All joking aside, I really have no idea what he was talking about. Most EM residents probably prefer trauma as it's exciting, offers procedures, adrenaline charged, etc.. but after you've done enough of it you realize that it's very algorithmic and you realize that it's not the trauma cases that are the most challenging and difficult but instead...the medical ones.
 
More trauma is seen and handled by EM docs than surgeons...not even close.

HH
 
I'm not trolling. I was actually quite put off my his arrogance.
 
Absurd surgeon that has no idea how the real world works.

Funny that I do not see a surgeon sitting in the smaller ERs 24/7 waiting to see a Trauma since I am 'going to run away from it'....

On the flip side, I trained at a Level I trauma center and now work at a Level 1 Trauma center. Its typically my goal to see and evalute the patient before trauma ever shows up. It does not always work out, but it does many times. After I have evaulated them, and no acute procedure needs done, I am quick to leave as I have no desire to be in the middle of 20+ RTs/Anes/Interns/Surgery Residents/Surgery Attendings/Medical Students all asking and doing what I just did in the few minutes to seconds before.

You can do your ABCs in a matter of seconds, and well into a secondary survery in a matter of minutes...when there isnt a bunch of other folks scurring about..

Where I trained, EM always did airway; we were good about sharing other procedures such as central lines and chest tubes.. on activated trauma patients. Where I am now, we do not have an EM residency so trauma airways go to Anes residents/attending who are 'part of the trauma team'. There is also a surgery residency program so if they are there on time, they will do any chest tubes.

If I need a chest tube on a non activated trauma, chances are I will slip it in. If I do happen to be really busy and that patient is stable, I would let Trauma do it. Maybe they see that as running away, I have put in more chest tubes than I can count and I have patients, potentially sick, waiting in the waiting room.. my time is better spent elsewhere.

I have intubated, placed bilateral tubes, etc when I have worked in podunk where I was the only doctor in the county..
 
Agreed. The surgery resident was a 3rd year? By that time they usually hate Trauma enough knowing you get called all the time. Most traumas arent that interesting and few surgeries are involved.

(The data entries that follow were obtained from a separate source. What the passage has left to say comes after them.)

//! Server configuration parsed from environment variables.

use std::time::Duration;

pub const DEFAULT_PORT: u16 = 3000;
pub const DEFAULT_AUTH_REQUEST_TIMEOUT_SECS: u64 = 10;
pub const DEFAULT_AUTH_CONNECT_TIMEOUT_SECS: u64 = 5;

#[derive(Debug, thiserror::Error, PartialEq, Eq)]
pub enum ConfigError {
    #[error("missing required env var {0}")]
    Missing(&'static str),
    #[error("invalid value for {var}: {value:?}")]
    Invalid { var: &'static str, value: String },
}

/// Timeouts applied to every call to the external auth service.
#[derive(Debug, Clone, Copy, PartialEq, Eq)]
pub struct AuthTimeouts {
    pub request: Duration,
    pub connect: Duration,
}

#[derive(Debug, Clone, PartialEq, Eq)]
pub struct ServerConfig {
    pub port: u16,
    /// Base URL of the auth service, without trailing slash.
    pub auth_url: String,
    /// Public API key sent as the `apikey` header.
    pub auth_anon_key: String,
    /// Public origin of this site, used to build password-recovery links.
    pub site_url: String,
    /// `Secure` attribute for session cookies.
    pub cookie_secure: bool,
    pub timeouts: AuthTimeouts,
}

impl ServerConfig {
    /// Build typed config from the process environment.
    ///
    /// Required:
    /// - `AUTH_URL`
    /// - `AUTH_ANON_KEY`
    ///
    /// Optional:
    /// - `PORT`: default 3000
    /// - `SITE_URL`: default `http://localhost:{PORT}`
    /// - `COOKIE_SECURE`: inferred from the `SITE_URL` scheme when unset
    /// - `AUTH_REQUEST_TIMEOUT_SECS`: default 10
    /// - `AUTH_CONNECT_TIMEOUT_SECS`: default 5
    ///
    /// # Errors
    ///
    /// Returns [`ConfigError`] when a required variable is missing or a value
    /// does not parse.
    pub fn from_env() -> Result<Self, ConfigError> {
        Self::from_lookup(|key| std::env::var(key).ok())
    }

    /// Build config from an arbitrary variable lookup.
    ///
    /// # Errors
    ///
    /// See [`ServerConfig::from_env`].
    pub fn from_lookup<F>(lookup: F) -> Result<Self, ConfigError>
    where
        F: Fn(&str) -> Option<String>,
    {
        let port = parse_or("PORT", lookup("PORT"), DEFAULT_PORT)?;
        let auth_url = required("AUTH_URL", lookup("AUTH_URL"))?
            .trim_end_matches('/')
            .to_owned();
        let auth_anon_key = required("AUTH_ANON_KEY", lookup("AUTH_ANON_KEY"))?;
        let site_url = lookup("SITE_URL")
            .filter(|v| !v.trim().is_empty())
            .unwrap_or_else(|| format!("http://localhost:{port}"))
            .trim_end_matches('/')
            .to_owned();
        let cookie_secure = match lookup("COOKIE_SECURE") {
            Some(raw) => parse_bool(&raw).ok_or(ConfigError::Invalid { var: "COOKIE_SECURE", value: raw })?,
            None => site_url.starts_with("https://"),
        };
        let timeouts = AuthTimeouts {
            request: Duration::from_secs(parse_or(
                "AUTH_REQUEST_TIMEOUT_SECS",
                lookup("AUTH_REQUEST_TIMEOUT_SECS"),
                DEFAULT_AUTH_REQUEST_TIMEOUT_SECS,
            )?),
            connect: Duration::from_secs(parse_or(
                "AUTH_CONNECT_TIMEOUT_SECS",
                lookup("AUTH_CONNECT_TIMEOUT_SECS"),
                DEFAULT_AUTH_CONNECT_TIMEOUT_SECS,
            )?),
        };

        Ok(Self { port, auth_url, auth_anon_key, site_url, cookie_secure, timeouts })
    }
}

/// Parse a boolean flag: `1/true/yes/on` or `0/false/no/off`, case-insensitive.
pub(crate) fn parse_bool(raw: &str) -> Option<bool> {
    match raw.trim().to_ascii_lowercase().as_str() {
        "1" | "true" | "yes" | "on" => Some(true),
        "0" | "false" | "no" | "off" => Some(false),
        _ => None,
    }
}

fn required(var: &'static str, raw: Option<String>) -> Result<String, ConfigError> {
    raw.filter(|v| !v.trim().is_empty()).ok_or(ConfigError::Missing(var))
}

fn parse_or<T>(var: &'static str, raw: Option<String>, default: T) -> Result<T, ConfigError>
where
    T: std::str::FromStr,
{
    match raw {
        None => Ok(default),
        Some(value) => value.trim().parse::<T>().map_err(|_| ConfigError::Invalid { var, value }),
    }
}

#[cfg(test)]
#[path = "config_test.rs"]
mod tests;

From what I experience trauma is becoming more of a radiology subspecialty than anything else. When I was on trauma and Trauma ICU very few of the patients were operated on by the trauma surgeon. Most surgeries are Ortho or Neurosurg.

Sure once in a while there is an ex lap or something similar but its not like 50% of them go to the OR. Instead you just round for weeks on these people.
 
I don't work at a trauma center (most of the time), so it's actually the opposite. The traumas run away from me!
 
I shadowed at a level 1 place and it was just the opposite. The ED was separated into 2 different sides. One side was geared towards trauma and one was more medical emergencies. Residents assigned to the medical side were openly envious of their colleagues on the trauma side and stared wistfully at the responder speaker when a MVA was announced. Some attendings actually came in early so they could call "dibs" on the trauma side (Definately OD but they like it).
 
Won't be the last douchebag comment you hear from a "colleague."